Switching From Docetaxel to Paclitaxel and Bevacizumab in NSCLC
Allowing patients with non-squamous non-small cell lung cancer to cross over demonstrated a progression-free survival benefit.
Allowing patients with non-squamous non-small cell lung cancer (NSCLC) to cross over from a study arm in which they received weekly docetaxel to 1 in which they received weekly paclitaxel and bevacizumab demonstrated a progression-free survival (PFS) benefit, according to results presented at the International Association for the Study of Lung Cancer (IASLC) 17th Annual World Conference on Lung Cancer in Austria.1
The phase 3 ULTIMATE (ClinicalTrials.gov Identifier: NCT01763671) clinical trial compared docetaxel (Arm A) to paclitaxel plus bevacizumab, an angiogenesis inhibitor (Arm B), as second- and third-line therapy for patients with non-squamous NSCLC. At progression, patients were given the option to cross from 1 study arm to the other. Patients who did not cross over received a post-discontinuation treatment within 60 days of progression. PFS and overall survival (OS) were calculated from day 1 of post-discontinuation treatment.
PFS was significantly improved in Arm B (5.4 months vs 3.9 months in Arm A). Of the patients in Arm A (55), those who crossed over to Arm B (21, 38.2%) had a median PFS of 4.9 months and a median OS of 12.5 months post-discontinuation. Those who did not cross over, but received a post-discontinuation treatment, had a median PFS of 1.7 months and OS of 4.1 months post-discontinuation.
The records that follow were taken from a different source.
// SPDX-License-Identifier: MIT

//! The completion-based event loop. One `Reactor` runs on its own
//! dedicated thread; every runtime callback, completion handler, and
//! extension-VM invocation executes there.

use io_uring::{IoUring, squeue};
use tracing::{debug, warn};

use crate::buf_ring::BufferRingRegistry;
use crate::error::{ReactorError, Result};
use crate::fixed_table::FixedTable;
use crate::op::{self, AbsoluteTimespec};
use crate::probe::Capabilities;
use crate::records::{Completion, RequestRecords, Token};
use crate::signal::SignalPipe;

const DEFAULT_QUEUE_DEPTH: u32 = 2048;

struct StopSentinel;

impl Completion for StopSentinel {
    fn on_completion(self: Box<Self>, reactor: &mut Reactor, _result: i32, _flags: u32) {
        reactor.stopping = true;
    }
}

/// Owns the `io_uring` instance and every piece of shared reactor state
/// a runtime's completion handlers are allowed to touch.
pub struct Reactor {
    ring: IoUring,
    records: RequestRecords,
    fixed: FixedTable,
    buffers: BufferRingRegistry,
    capabilities: Capabilities,
    signal: SignalPipe,
    signal_token: Option<Token>,
    stopping: bool,
}

impl Reactor {
    /// Build the ring, probing for the richest setup the kernel accepts
    /// and falling back progressively.
    pub fn init(queue_depth: Option<u32>) -> Result<Self> {
        let depth = queue_depth.unwrap_or(DEFAULT_QUEUE_DEPTH);
        let ring = Self::build_ring(depth)?;
        let capabilities = Capabilities::probe(&ring);
        let signal = SignalPipe::new()?;

        let mut reactor = Self {
            ring,
            records: RequestRecords::new(),
            fixed: FixedTable::new(),
            buffers: BufferRingRegistry::new(),
            capabilities,
            signal,
            signal_token: None,
            stopping: false,
        };
        reactor.arm_signal_pipe()?;
        Ok(reactor)
    }

    fn build_ring(depth: u32) -> Result<IoUring> {
        IoUring::builder()
            .setup_single_issuer()
            .build(depth)
            .or_else(|_| IoUring::builder().build(depth))
            .map_err(ReactorError::Setup)
    }

    fn arm_signal_pipe(&mut self) -> Result<()> {
        let fd = self.signal.read_fd();
        // Leaked for the reactor's lifetime: the read completes exactly
        // once, right before the loop exits, so there is no pool to return it to.
        let scratch: &'static mut [u8; 1] = Box::leak(Box::new([0u8; 1]));
        let entry = op::read(fd, scratch.as_mut_slice());
        let token = self.records.insert(Box::new(StopSentinel));
        self.signal_token = Some(token);
        self.push(entry.user_data(token.as_u64()))
    }

    pub fn capabilities(&self) -> &Capabilities {
        &self.capabilities
    }

    pub fn alloc_fixed_slot(&mut self) -> Result<u32> {
        self.fixed.alloc_slot()
    }

    pub fn free_fixed_slot(&mut self, slot: u32) {
        self.fixed.free_slot(slot);
    }

    pub fn register_buffer_group(&mut self, group_id: u16, count: u16, buf_len: usize) {
        self.buffers.register(group_id, count, buf_len);
    }

    pub fn buffers(&self) -> &BufferRingRegistry {
        &self.buffers
    }

    pub fn buffers_mut(&mut self) -> &mut BufferRingRegistry {
        &mut self.buffers
    }

    /// Register a completion handler and submit its SQE, stamping in
    /// the generation-tagged token as `user_data`.
    pub fn submit(&mut self, entry: squeue::Entry, completion: Box<dyn Completion>) -> Result<Token> {
        let token = self.records.insert(completion);
        self.push(entry.user_data(token.as_u64()))?;
        Ok(token)
    }

    fn push(&mut self, entry: squeue::Entry) -> Result<()> {
        // SAFETY: the buffers/fds referenced by `entry` outlive the
        // in-flight submission; callers keep them alive via the boxed
        // `Completion` stored in `records` until the CQE arrives.
        let full = unsafe { self.ring.submission().push(&entry) }.is_err();
        if full {
            self.flush()?;
            // SAFETY: see above.
            if unsafe { self.ring.submission().push(&entry) }.is_err() {
                return Err(ReactorError::SubmissionDropped);
            }
        }
        Ok(())
    }

    fn flush(&mut self) -> Result<()> {
        self.ring.submit().map_err(ReactorError::Setup)?;
        Ok(())
    }

    pub fn submit_accept(&mut self, fd: std::os::fd::RawFd, completion: Box<dyn Completion>) -> Result<Token> {
        let entry = if self.capabilities.multishot_accept() {
            op::accept_multishot(fd)
        } else {
            op::accept_oneshot(fd)
        };
        self.submit(entry, completion)
    }

    pub fn submit_timeout(&mut self, at: AbsoluteTimespec, completion: Box<dyn Completion>) -> Result<Token> {
        let ts: io_uring::types::Timespec = at.into();
        let entry = op::timeout(&ts);
        self.submit(entry, completion)
    }

    /// Submit a plain read against a raw fd. The caller's `Completion`
    /// must keep the backing buffer alive until the CQE arrives.
    pub fn submit_read(&mut self, fd: std::os::fd::RawFd, buf: &mut [u8], completion: Box<dyn Completion>) -> Result<Token> {
        self.submit(op::read(fd, buf), completion)
    }

    /// Submit a provided-buffer read: the kernel picks a buffer out of
    /// `group_id`'s ring and reports which one it used in the CQE flags.
    pub fn submit_read_provided(
        &mut self,
        fd: std::os::fd::RawFd,
        len: u32,
        group_id: u16,
        completion: Box<dyn Completion>,
    ) -> Result<Token> {
        self.submit(op::read_provided(fd, len, group_id), completion)
    }

    pub fn submit_write(&mut self, fd: std::os::fd::RawFd, buf: &[u8], completion: Box<dyn Completion>) -> Result<Token> {
        self.submit(op::write(fd, buf), completion)
    }

    /// Submit an async connect. The sockaddr storage is boxed and handed
    /// back so the caller's `Completion` can keep it alive alongside the fd.
    pub fn submit_connect(
        &mut self,
        fd: std::os::fd::RawFd,
        addr: &std::net::SocketAddr,
        completion: Box<dyn Completion>,
    ) -> Result<(Token, Box<libc::sockaddr_storage>)> {
        let (entry, storage) = op::connect(fd, addr);
        let token = self.submit(entry, completion)?;
        Ok((token, storage))
    }

    /// Re-arm a multishot completion under its existing token. A
    /// multishot accept/recv handler calls this from `on_completion`
    /// whenever the CQE's `more` flag says another completion is
    /// coming on the same submission.
    pub fn reinsert(&mut self, token: Token, completion: Box<dyn Completion>) {
        self.records.reinsert(token, completion);
    }

    pub fn submit_cancel(&mut self, fd: std::os::fd::RawFd) -> Result<()> {
        let entry = op::cancel_fd(fd);
        self.push(entry.user_data(u64::MAX))
    }

    pub fn request_stop(&mut self) -> Result<()> {
        self.signal.wake()
    }

    /// Drive the loop until `request_stop()` fires. Each pass flushes
    /// whatever was queued since the last one, blocks for at least
    /// one completion, then drains every completion that's ready.
    pub fn run(&mut self) -> Result<()> {
        while !self.stopping {
            self.tick()?;
        }
        debug!("reactor loop exiting after stop signal");
        Ok(())
    }

    /// One flush/submit-and-wait/drain pass, for callers that need to
    /// interleave their own work (e.g. draining a command channel)
    /// between batches instead of calling [`Reactor::run`] directly.
    pub fn tick(&mut self) -> Result<()> {
        self.flush()?;
        self.ring.submit_and_wait(1).map_err(ReactorError::Setup)?;
        self.drain_completions();
        Ok(())
    }

    pub fn is_stopping(&self) -> bool {
        self.stopping
    }

    fn drain_completions(&mut self) {
        let mut completed = Vec::new();
        {
            let mut cq = self.ring.completion();
            cq.sync();
            for cqe in &mut cq {
                completed.push((Token::from_u64(cqe.user_data()), cqe.result(), cqe.flags()));
            }
        }
        for (token, result, flags) in completed {
            if token.as_u64() == u64::MAX {
                continue; // bare cancel, no registered handler
            }
            match self.records.take(token) {
                Some(handler) => handler.on_completion(self, result, flags),
                None => warn!("dropped completion for a stale or unknown request record"),
            }
        }
    }
}

#[cfg(test)]
#[path = "reactor_tests.rs"]
mod tests;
RELATED: Multiple Genomic Mutations in Nearly 1% of Patients With NSCLC
Of the patients in Arm B (111), those who crossed over to Arm A (9, 8.3%), median PFS was 1.9 months post-discontinuation. Those who did not cross over, but received a post-discontinuation treatment, had a median PFS of 1.9 months and median OS of 5.0 months post-discontinuation.
- Cortot AB, Audigier Valette C, Molinier O, et al. Prolonged OS of patients exposed to weekly paclitaxel and bevacizumab: impact of the cross-over in the IFCT-1103 ULTIMATE study. Paper presented at: International Association for the Study of Lung Cancer 17th World Conference on Lung Cancer; December 2016; Vienna, Austria.